Thanks Todd! Well, since you asked… :). I’m the author of "Killer Facebook Ads" (Wiley/Sybex 2011) & CEO of aimClear®, an online search & social marketing agency that has managed Facebook ad campaigns generating over 30 billion impressions internationally. Over the years we’ve gotten to work with righteous clients including MarthaStewart.com, Siemens, Second Life & other global brands. I’m a direct response search marketer by trade with a long history with SEO and PPC. Last month I keynoted MediaPost Search Insider Summit. In 2012 my speaking travels will include London, Israel, New York, Australia, Boston, San Diego, Chicago, San Francisco & numerous other cities around the world. I am a very lucky person.

I’ve had the privilege of writing extensively for  SearchEngineWatch, SearchEngineLand, SearchEngineRoundTable & been quoted in many publications. My "home" blog, aimClear Blog, was cited as a Technorati Top 10 Small Business Blogs, Cison Top Ten Social Media Blogs & PRWeb’s 25 Essential Public Relations Blogs You Should Be Reading.

My background is as a musician, which led me to writing jingles. From there, advertising agencies began inviting me to the creative table, which lead to a job as Creative Director of a CBS station. THAT led to building out their first website and working with salespeople to bundle "interactive" into traditional media sales. That was back in the mid-90s. Next stop for me was leading a fledgling interactive department for a venerable regional advertising agency which, after I did not buy it,  became Westmoreland Flint. It was at that point that I started taking online marketing jobs, which later led me to start aimClear 5 years ago. We’re about twenty strong now and growing fast, with offices in Duluth and St. Paul, Minnesota.
 
2)      Since you sent your book to press several months ago, what new trends have you noticed in Facebook advertising?

Like all online marketing paradigms, much has stayed the same and some has changed. The # (hashtag) was a big deal, as FB rolled up inventory. Also the editorial process is getting much tighter,  social segments are being hidden and/or cleaned up, costs are rising, competitors are clogging things up and there are fewer ads on the user’s main page.  Also, there are rumblings in Europe that FB targeting may be a bit too much for the paranoid, misinformed and myopic politicians abroad. Remember, these folks scuttled cookies! Dude, Facebook Ads are like guns. Criminals kill people, not guns. OK, I don’t really believe that but chill OUT! Facebook is free software and, if users are silly enough to use it for free, in exchange for serving their data up for advertisers to target…tough darts!

3)      How will +1 evolve over the next couple years and how will it impact the SERPS?

Even though +1 sort of sucks and, relative to Google’s size it’s not THAT big a deal, the sampling is still large enough to influence SERPs in ways that positively effect Google’s mission to serve up tasty SERPs.  That said, who knows if the good folks using Google +1 now will remain committed to the banana.  I’ve always believed that Google users do not go to Google to be social. They go there to search for things.  Still, it looks like this latest round of spaghetti thrown at the wall may stick and Google +1 could remain a viable product for the long term. 

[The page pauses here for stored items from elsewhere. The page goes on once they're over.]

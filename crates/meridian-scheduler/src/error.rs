//! Error types for the session scheduler.

use thiserror::Error;

/// Result type for scheduler operations.
pub type Result<T> = std::result::Result<T, SchedulerError>;

/// Scheduler errors.
#[derive(Error, Debug)]
pub enum SchedulerError {
    /// The session names an application that is not a valid
    /// `namespace/name` key.
    #[error("invalid application key: {0}")]
    InvalidApplicationKey(#[from] meridian_api::KeyError),

    /// A session manager call failed.
    #[error("session manager error: {0}")]
    SessionManager(String),

    /// A pod manager call failed.
    #[error("pod manager error: {0}")]
    PodManager(String),

    /// An external call exceeded its ambient deadline.
    #[error("deadline exceeded calling {0}")]
    DeadlineExceeded(&'static str),

    /// Some sessions failed during a multi-session pass. The pass keeps
    /// going past individual failures so one bad session does not stall
    /// its application.
    #[error("{op}: some sessions failed: {errors:?}")]
    Partial {
        /// The pass that partially failed.
        op: &'static str,
        /// Collected per-session error messages.
        errors: Vec<String>,
    },

    /// Configuration error.
    #[error("configuration error: {0}")]
    Config(String),

    /// Internal error.
    #[error("internal error: {0}")]
    Internal(String),
}

impl SchedulerError {
    /// Create a session manager error.
    #[must_use]
    pub fn session_manager(msg: impl Into<String>) -> Self {
        Self::SessionManager(msg.into())
    }

    /// Create a pod manager error.
    #[must_use]
    pub fn pod_manager(msg: impl Into<String>) -> Self {
        Self::PodManager(msg.into())
    }

    /// Create an internal error.
    #[must_use]
    pub fn internal(msg: impl Into<String>) -> Self {
        Self::Internal(msg.into())
    }
}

+1 has some cool feature ideas but, in terms of user experience, pales compared to Facebook IMHO. Google has other tools that are extremely useful for keeping SERPs copacetic. For instance, I think the rel="author" and the canonical tags are vitally important to keeping the SERPs clean, arguably with equal impact to +1. One thought though: If Google +1 catches on and even a somewhat representative sampling of Google users participate, then +1 could have a massive effect in surfacing content as advised by social.